Prefeito de São Paulo está surpreendendo | 24.09.14 - 15:46
Goiânia - Antes de tudo, preciso dizer algumas coisas: não moro em São Paulo, a última vez que fui lá tem quase um ano e não acompanho in loco as mudanças que o prefeito Fernando Haddad está implantando. Mas, observando a distância, me parece que sua gestão está em sintonia com o que de mais avançado há quando pensamos em uma cidade conectada com o século XXI.
 
Sua gestão aparece para o Brasil devido dois pontos centrais da questão da mobilidade: prioridade para o transporte coletivo e possibilidade de alternativas para o deslocamento com as ciclovias. Bola dentro do petista.
 
Se já é impossível para cidades de médio porte como Goiânia ter foco único nos carros, numa megalópole como São Paulo o problema é elevado à enésima potência.
 
E como Haddad vem apanhando por conta das escolhas que fez... Normal. O cidadão médio, que ama seu carro mais do que o próximo, prefere ficar preso no congestionamento, de preferência ouvindo sua rádio preferida e com o ar-condicionado ligado, do que ceder espaço nas vias para quem está no ônibus ou tem a possibilidade de se locomover de bicicleta.
 
Por outro lado, parece que a população começa a entender o que o prefeito está implantando.
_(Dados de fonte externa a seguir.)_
// Consensus-critical. Changes require spec update + tests.
//! Per-network consensus parameters.
//!
//! One immutable [`ConsensusParams`] value is constructed at startup and
//! shared read-only by every subsystem. Difficulty limits are stored in
//! compact `bits` form; all limit values are exactly representable.

use crate::types::{Amount, BlockHeader, KeyId};
use crate::Script;

/// Static consensus rules for one network.
#[derive(Clone, Debug)]
pub struct ConsensusParams {
    /// Easiest permitted PoW target, compact encoding.
    pub pow_limit_bits: u32,
    /// Looser PoW limit in force during the initial distribution phase.
    pub pow_limit_initial_bits: u32,
    /// Easiest permitted dwarf-hash target, compact encoding.
    pub pow_limit_hive_bits: u32,

    /// Target seconds between PoW blocks.
    pub pow_target_spacing: u64,
    /// Permit min-difficulty blocks after long gaps (testnet only).
    pub allow_min_difficulty_blocks: bool,
    /// Blocks are produced on demand; network checks are bypassed (regtest).
    pub mine_blocks_on_demand: bool,

    /// Number of Hive blocks averaged by the Hive retarget.
    pub hive_difficulty_window: u64,
    /// Desired total-block spacing between Hive blocks.
    pub hive_block_spacing_target: u64,
    /// Height below which the Hive retarget walk stops.
    pub min_hive_check_block: u64,
    /// Longest permitted run of Hive blocks without an intervening PoW block.
    pub max_consecutive_hive_blocks: u64,

    /// Blocks a dwarf-creation transaction takes to mature.
    pub dwarf_gestation_blocks: u64,
    /// Blocks a mature dwarf stays alive.
    pub dwarf_lifespan_blocks: u64,
    /// Cost of minting a single dwarf.
    pub dwarf_cost: Amount,
    /// Divisor in the community contribution equation.
    pub community_contrib_factor: u64,
    /// Destination of community contributions.
    pub community_key_id: KeyId,
    /// Destination dwarf-creation payments must pay.
    pub dwarf_creation_key_id: KeyId,

    /// Header nonce value marking Hive-mined blocks.
    pub hive_nonce_marker: u32,
    /// Header nonce value marking Pop-mined blocks.
    pub pop_nonce_marker: u32,

    /// Length of the post-distribution slow start, in blocks.
    pub slow_start_blocks: u64,
    /// Final block height of the initial distribution phase.
    pub last_initial_distribution_height: u64,

    /// Spacing of RNG (burn-vote) blocks.
    pub rng_block_spacing: u64,
    /// Confirmations a burn transaction needs before it can vote.
    pub burn_block_confirmations: u64,
    /// Smallest burn amount that earns votes.
    pub min_burn_amount: Amount,
    /// Burned atoms per vote.
    pub burn_vote_ratio: u64,

    /// Blocks between PoW subsidy halvings.
    pub subsidy_halving_interval: u64,
    /// PoW block subsidy before halvings.
    pub pow_initial_subsidy: Amount,
    /// Fixed Hive block subsidy.
    pub hive_subsidy: Amount,
    /// Pop block subsidy for private games.
    pub pop_subsidy_private: Amount,
    /// Pop block subsidy for public games.
    pub pop_subsidy_public: Amount,
}

impl ConsensusParams {
    /// Main network rules.
    pub fn mainnet() -> Self {
        Self {
            pow_limit_bits: 0x1e0f_ffff,
            pow_limit_initial_bits: 0x1f0f_ffff,
            pow_limit_hive_bits: 0x1f07_ffff,
            pow_target_spacing: 120,
            allow_min_difficulty_blocks: false,
            mine_blocks_on_demand: false,
            hive_difficulty_window: 24,
            hive_block_spacing_target: 2,
            min_hive_check_block: 100,
            max_consecutive_hive_blocks: 2,
            dwarf_gestation_blocks: 48 * 24,
            dwarf_lifespan_blocks: 48 * 24 * 14,
            dwarf_cost: Amount::from_atoms(crate::ATOMS_PER_LODE / 4),
            community_contrib_factor: 10,
            community_key_id: KeyId([0x11; 20]),
            dwarf_creation_key_id: KeyId([0x22; 20]),
            hive_nonce_marker: 192,
            pop_nonce_marker: 193,
            slow_start_blocks: 2000,
            last_initial_distribution_height: 500,
            rng_block_spacing: 100,
            burn_block_confirmations: 5,
            min_burn_amount: Amount::from_atoms(crate::ATOMS_PER_LODE),
            burn_vote_ratio: crate::ATOMS_PER_LODE / 10,
            subsidy_halving_interval: 840_000,
            pow_initial_subsidy: Amount::from_atoms(5 * crate::ATOMS_PER_LODE),
            hive_subsidy: Amount::from_atoms(2 * crate::ATOMS_PER_LODE),
            pop_subsidy_private: Amount::from_atoms(crate::ATOMS_PER_LODE / 2),
            pop_subsidy_public: Amount::from_atoms(crate::ATOMS_PER_LODE),
        }
    }

    /// Test network rules: same shape, faster clocks, min-difficulty escape.
    pub fn testnet() -> Self {
        Self {
            allow_min_difficulty_blocks: true,
            last_initial_distribution_height: 50,
            slow_start_blocks: 100,
            min_hive_check_block: 20,
            dwarf_gestation_blocks: 48,
            dwarf_lifespan_blocks: 48 * 14,
            ..Self::mainnet()
        }
    }

    /// Regression-test rules: trivial difficulty, no network requirements.
    pub fn regtest() -> Self {
        Self {
            pow_limit_bits: 0x207f_ffff,
            pow_limit_initial_bits: 0x207f_ffff,
            pow_limit_hive_bits: 0x207f_ffff,
            pow_target_spacing: 1,
            allow_min_difficulty_blocks: true,
            mine_blocks_on_demand: true,
            hive_difficulty_window: 8,
            hive_block_spacing_target: 2,
            min_hive_check_block: 0,
            max_consecutive_hive_blocks: 4,
            dwarf_gestation_blocks: 4,
            dwarf_lifespan_blocks: 64,
            dwarf_cost: Amount::from_atoms(10_000),
            community_contrib_factor: 10,
            community_key_id: KeyId([0x11; 20]),
            dwarf_creation_key_id: KeyId([0x22; 20]),
            hive_nonce_marker: 192,
            pop_nonce_marker: 193,
            slow_start_blocks: 0,
            last_initial_distribution_height: 0,
            rng_block_spacing: 20,
            burn_block_confirmations: 2,
            min_burn_amount: Amount::from_atoms(1000),
            burn_vote_ratio: 100,
            subsidy_halving_interval: 150,
            pow_initial_subsidy: Amount::from_atoms(5 * crate::ATOMS_PER_LODE),
            hive_subsidy: Amount::from_atoms(2 * crate::ATOMS_PER_LODE),
            pop_subsidy_private: Amount::from_atoms(crate::ATOMS_PER_LODE / 2),
            pop_subsidy_public: Amount::from_atoms(crate::ATOMS_PER_LODE),
        }
    }

    /// Locking script dwarf-creation payments must pay.
    pub fn dwarf_creation_script(&self) -> Script {
        Script::p2pkh(&self.dwarf_creation_key_id)
    }

    /// Locking script of the community contribution destination.
    pub fn community_script(&self) -> Script {
        Script::p2pkh(&self.community_key_id)
    }

    /// Total blocks from DCT confirmation to dwarf expiry.
    pub fn total_dwarf_lifespan(&self) -> u64 {
        self.dwarf_gestation_blocks + self.dwarf_lifespan_blocks
    }

    /// First height at which Hive blocks are accepted.
    pub fn hive_enable_height(&self) -> u64 {
        self.last_initial_distribution_height + self.slow_start_blocks
    }
}

impl BlockHeader {
    /// Returns true if this header marks a Hive-mined block.
    pub fn is_hive_mined(&self, params: &ConsensusParams) -> bool {
        self.nonce == params.hive_nonce_marker
    }

    /// Returns true if this header marks a Pop-mined block.
    pub fn is_pop_mined(&self, params: &ConsensusParams) -> bool {
        self.nonce == params.pop_nonce_marker
    }
}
A última pesquisa de popularidade feita pelo Datafolha mostrou que ampla maioria dos paulistanos apoia a instalação das ciclovias e a avaliação da gestão melhora.
 
Confesso que fiquei surpreso com resultados positivos tão breves. Estou certo que até mesmo Haddad não contava com essa aprovação tão rápida.
 
Mudar hábitos é mexer com coisa séria. Somos arraigados demais aos nossos costumes, ao jeito que tocamos tudo em nosso cotidiano. Mesmo quando tal prática não mais funciona devido uma nova realidade que se impõe, não é tarefa simples reconhecer que agora precisamos agir de outra forma.
 
É isso que impede o cidadão médio de perceber que não dá mais para o ônibus ficar parado no congestionamento, carregando mais de uma centena de pessoas, da mesma forma que o carro fica com normalmente uma. É isso que impede o comerciante de perceber que não dá mais para ele e seus funcionários estacionarem em frente ao estabelecimento, ou seus fornecedores pararem ali com caminhões enormes, enquanto tem gente precisando circular por ali com segurança em bicicletas.
 
A real é que a gente quer que as coisas mudem sem que a gente mude.
 
É claro que devem existir falhas pontuais em diversos locais onde a Prefeitura fez intervenções. Não se faz uma mudança de tal porte acertando em todos os casos. Porém, o que aqui destaco é a questão macro, a mudança paradigmática que Haddad propõe. Nesse sentido, palmas para o cara.
 
Haddad pode até não ser reeleito, mas não tenho dúvida que sua gestão entrará para a história da mobilidade de São Paulo por conta das ousadas brigas que ele topou comprar. É claro que os paulistanos terão muito mais elementos para essa avaliação que eu e, caso queiram fazer, ficarei feliz de ler aí nos comentários. Por ora, me parece que os demais municípios do Brasil ainda vão copiar Haddad por algumas décadas.